National Gas is mulling over plans to offer customers money if they volunteer to use less gas during peak times

Could households one day be paid to reduce their gas use? Image: Kwon Junho / Unsplash

UK households could be paid to turn down their heating as National Gas consider ways to counter potential energy shortages.

National Gas is mulling over plans to offer customers money if they volunteer to use less gas during peak times.

The company – who run the UK’s main gas network – are seeking “long range options” to “balance supply and demand,” a spokesperson indicated.

National Gas already offers a similar scheme for big industrial consumers and may extend it to ordinary households.

The plan will not launch this winter, but comes as energy costs continue to rise. Bills are set to surge again in coming months, with consultancy firm Cornwall Insight forecasting that annual bills will rise to £1,996 in January.

“We could end up in a situation where households can effectively say, ‘I’ll turn down my heating by two degrees today and make that saving’,” Glenn Bryn-Jacobsen, the company’s head of energy resilience, told Energy Live.

Such a scheme could bring down costs for consumers, a spokesperson for National Gas said.

“We are in the early stages of exploring whether a small-scale trial could look at the feasibility of the public turning their gas down slightly during times of reduced supply – voluntarily and in return for payment,” they said.

Can you get paid to reduce your energy demand?

Reducing energy demand eases pressure on the UK grid and lessens the likelihood of blackouts.

Last year, energy shortages prompted many suppliers to adopt the Demand Flexibility Service, which offered discounts to customers who reduced their electricity use on high-demand days.

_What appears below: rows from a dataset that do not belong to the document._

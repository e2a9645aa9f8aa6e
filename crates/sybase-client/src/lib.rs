//! # sybase-client
//!
//! Async TDS 5.0 client for Sybase-family database servers.
//!
//! This crate implements the connection core: the login handshake, the
//! packet reassembler, the token-stream consumer, and the decoding of
//! streamed replies into result sets, affected-row counts, and
//! stored-procedure outputs. The wire codec itself lives in
//! [`tds5-protocol`](tds5_protocol).
//!
//! ## Example
//!
//! ```rust,ignore
//! use sybase_client::{Config, Connection, QueryResult};
//!
//! #[tokio::main]
//! async fn main() -> Result<(), Box<dyn std::error::Error>> {
//!     let config = Config::new("db1.internal")
//!         .with_port(5000)
//!         .with_credentials("sa", "secret")
//!         .with_database("pubs2");
//!
//!     let mut conn = Connection::connect(config).await?;
//!
//!     for result in conn.sql_query("select au_id, au_lname from authors").await? {
//!         if let QueryResult::ResultSet(set) = result {
//!             println!("{:?}: {} rows", set.columns, set.rows.len());
//!         }
//!     }
//!
//!     conn.prepare("s1", "select * from authors where au_id = @id").await?;
//!     let results = conn.execute("s1", &["172-32-1176".into()]).await?;
//!     println!("{results:?}");
//!
//!     let _env = conn.disconnect().await;
//!     Ok(())
//! }
//! ```
//!
//! ## Connection model
//!
//! A [`Connection`] is a single-session value: every operation borrows
//! it exclusively, and there is no internal locking. Run independent
//! connections for concurrency. A request issued on a disconnected
//! session triggers exactly one reconnect (using the preserved
//! environment) before the request is sent.

#![warn(missing_docs)]
#![deny(unsafe_code)]

pub mod config;
pub mod connection;
pub mod env;
pub mod error;
pub mod reply;
pub mod state;
pub mod statements;
mod transport;

pub use config::{Config, TimeoutConfig};
pub use connection::{Capabilities, Connection, ServerIdentity};
pub use env::{EnvKey, Environment};
pub use error::{Error, ErrorKind, Result};
pub use reply::{ProcedureResult, QueryResult, ResultSet};
pub use state::SessionState;
pub use statements::StatementRegistry;

// Re-export the value types callers pass to `execute` and get back in
// result sets.
pub use tds5_protocol::value::{DataType, Value};
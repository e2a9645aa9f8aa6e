//! Prepared-statement registry.
//!
//! Maps a statement identifier to the parameter format token the server
//! returned at prepare time. The format is replayed verbatim ahead of
//! the parameter data on every execute that supplies arguments.
//!
//! Entries are never evicted; the registry lives and dies with the
//! session and is cleared on reconnect, which invalidates the server
//! side of every statement anyway.

use std::collections::HashMap;

use tds5_protocol::token::ParamsFormat;

/// Registry of prepared statements for one connection.
#[derive(Debug, Default)]
pub struct StatementRegistry {
    statements: HashMap<String, ParamsFormat>,
}

impl StatementRegistry {
    /// Create an empty registry.
    #[must_use]
    pub fn new() -> Self {
        Self::default()
    }

    /// Record a prepared statement's parameter format.
    pub fn insert(&mut self, id: String, format: ParamsFormat) {
        tracing::debug!(
            statement = %id,
            params = format.params.len(),
            "registered prepared statement"
        );
        self.statements.insert(id, format);
    }

    /// Look up a statement's parameter format.
    #[must_use]
    pub fn get(&self, id: &str) -> Option<&ParamsFormat> {
        self.statements.get(id)
    }

    /// Check whether a statement is registered.
    #[must_use]
    pub fn contains(&self, id: &str) -> bool {
        self.statements.contains_key(id)
    }

    /// Drop all entries. Called when the session is re-established.
    pub fn clear(&mut self) {
        if !self.statements.is_empty() {
            tracing::debug!(count = self.statements.len(), "clearing prepared statements");
        }
        self.statements.clear();
    }

    /// Number of registered statements.
    #[must_use]
    pub fn len(&self) -> usize {
        self.statements.len()
    }

    /// Check if the registry is empty.
    #[must_use]
    pub fn is_empty(&self) -> bool {
        self.statements.is_empty()
    }
}

#[cfg(test)]
mod tests {
    use super::*;

    #[test]
    fn insert_and_get() {
        let mut registry = StatementRegistry::new();
        registry.insert("stmt1".to_string(), ParamsFormat::default());

        assert!(registry.contains("stmt1"));
        assert!(registry.get("stmt1").is_some());
        assert!(registry.get("stmt2").is_none());
        assert_eq!(registry.len(), 1);
    }

    #[test]
    fn insert_overwrites_previous_format() {
        let mut registry = StatementRegistry::new();
        registry.insert("stmt1".to_string(), ParamsFormat::default());
        registry.insert("stmt1".to_string(), ParamsFormat::default());
        assert_eq!(registry.len(), 1);
    }

    #[test]
    fn clear_empties_the_registry() {
        let mut registry = StatementRegistry::new();
        registry.insert("stmt1".to_string(), ParamsFormat::default());
        registry.clear();
        assert!(registry.is_empty());
    }
}
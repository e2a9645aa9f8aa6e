//! Protocol-level error type.

use thiserror::Error;

use crate::value::DataType;

/// Errors produced while encoding or decoding TDS 5.0 wire data.
#[derive(Debug, Clone, PartialEq, Eq, Error)]
#[non_exhaustive]
pub enum ProtocolError {
    /// The buffer ended before a complete item could be read.
    #[error("unexpected end of buffer")]
    UnexpectedEof,

    /// A packet header carried an unrecognized type byte.
    #[error("invalid packet type: 0x{0:02x}")]
    InvalidPacketType(u8),

    /// A packet header declared a length smaller than the header itself
    /// or larger than the maximum packet size.
    #[error("invalid packet length: {0}")]
    InvalidPacketLength(usize),

    /// A token id that is neither modeled nor skippable.
    #[error("unknown token: 0x{0:02x}")]
    UnknownToken(u8),

    /// A column or parameter format carried an unrecognized datatype byte.
    #[error("unknown datatype: 0x{0:02x}")]
    UnknownDatatype(u8),

    /// A length-prefixed value declared a length that is not valid for
    /// its datatype.
    #[error("invalid length {length} for datatype 0x{datatype:02x}")]
    InvalidValueLength {
        /// Raw datatype byte.
        datatype: u8,
        /// Declared length.
        length: usize,
    },

    /// Character data that is not valid UTF-8.
    #[error("invalid utf-8 in character data")]
    InvalidUtf8,

    /// A row token arrived before any row format token.
    #[error("row data without a preceding row format")]
    MissingRowFormat,

    /// A params token arrived before any parameter format token.
    #[error("parameter data without a preceding parameter format")]
    MissingParamsFormat,

    /// A value cannot be represented in the wire datatype requested by
    /// the server's parameter format.
    #[error("value not encodable as {0:?}")]
    Unencodable(DataType),

    /// The number of values does not match the format they are encoded
    /// against.
    #[error("expected {expected} values, got {actual}")]
    ParameterCountMismatch {
        /// Entries in the format token.
        expected: usize,
        /// Values supplied.
        actual: usize,
    },
}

The National Grid’s ESO – the organisation who run the scheme – plan to reintroduce it this year, “subject to regulatory approval”.

This will allow consumers and businesses to “act as virtual power plants”, head of national control Craig Dyke said.

Luckily, an increase in overall grid capacity means blackouts are less likely than last year.

How much will energy bills cost this winter?

Average household energy bills will spike 13% higher this winter than they were last year, energy campaigners will warn.

The maximum price cap will drop to £1,923 on October 1, which is down from £2,074 at present and £2,500 last winter.

But government support brought the average cost down to £1,692 last winter. This year, no equivalent support has been announced.

In an open letter, NEA, Citizens Advice, Age UK and more than 130 other organisations and MPs urged the government to “short-term, targeted support” for people facing fuel poverty.

“These are people whose bills have become so unaffordable that they are having to make the desperate choice nobody should have to make – between heating and eating,” it said.

The letter encourages the government to introduce a social tariff, providing cheaper energy for people receiving benefits.

Martin Lewis, founder of moneysavingexpert.com, echoed this call.

“A typical house now pays a once-unthinkable, still-unaffordable £2,000 a year for energy – worse, this winter people won’t get the £400 support they did last,” he said.

“That’s why I’ve long supported a social tariff. It’s why I was excited when the government said it’d bring one in. Now I’m despairing at the deafening silence of inaction. This isn’t trivial, it’s a core wellbeing issue for millions. The government needs to pull its bloody finger out.”